|  David Spriegel of Gurnee, a student at St. Mary's University in 
			Winona, Minn., was on the second week of a summer internship at the 
			Abraham Lincoln Presidential Library and Museum in Springfield when 
			he discovered two original, previously unknown documents written in 
			1844 by an up-and-coming lawyer named Abraham Lincoln. "It was really a surprise," Spriegel said. "I didn't think it 
			could be true."  In late May, when he began to organize a 4-inch-tall stack of old 
			documents in the presidential library's manuscripts department, 
			Spriegel noticed a small inscription on two of them: "The above 
			memorandum is in the handwriting of Abraham Lincoln. -- M. Hay." 

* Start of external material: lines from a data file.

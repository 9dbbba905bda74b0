#![no_main]

use jwe_tool::password::StaticPassword;
use jwe_tool::Resolver;
use libfuzzer_sys::fuzz_target;
use once_cell::sync::Lazy;

static RESOLVER: Lazy<Resolver> = Lazy::new(|| Resolver::new(StaticPassword::new("fuzz")));

fuzz_target!(|data: &[u8]| {
    let (kid, blob) = match data.split_first() {
        Some((n, rest)) => {
            let n = (*n as usize).min(rest.len());
            (String::from_utf8_lossy(&rest[..n]).into_owned(), &rest[n..])
        }
        None => return,
    };

    let _ = RESOLVER.resolve_key_pair(blob, false, &kid);
    let _ = RESOLVER.resolve_public(blob, true, &kid);
});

			 Milton Hay had clerked in the Stuart and Lincoln Law Office as a 
			young man and would have recognized Lincoln's script. Hay's 
			notations seem to date from late in his life, perhaps the 1880s. Spriegel called the discovery to the attention of his supervisor, 
			Glenna Schroeder-Lein, manuscripts librarian at the presidential 
			library. She immediately contacted experts with the Papers of 
			Abraham Lincoln project housed at the library. Daniel Stowell and 
			Stacy McDermott of that project confirmed Lincoln's handwriting, as 
			did James Cornelius, curator of the Lincoln Collection. The two documents, bearing no other signature or date, are long 
			lists of small parcels of land being bought and sold among a variety 
			of early Springfield settlers, including Ninian Wirt Edwards and 
			William Wallace, both of whom ended up as Lincoln's brothers-in-law; 
			Stacy Opdycke; Jesse B. Thomas; Stephen T. Logan; and others. The 
			papers lay among several land warranties that had been donated to 
			the library by a descendant of one of those settlers. After some research Cornelius determined that the documents were 
			part of the legal case Opdycke et al. v. Godfrey et al., from 
			Christian County and that the lands in question are west of 
			Taylorville in that county. McDermott believes that Lincoln likely 
			used these two pages of memoranda to prepare a petition he filed to 
			initiate the case in March 1844.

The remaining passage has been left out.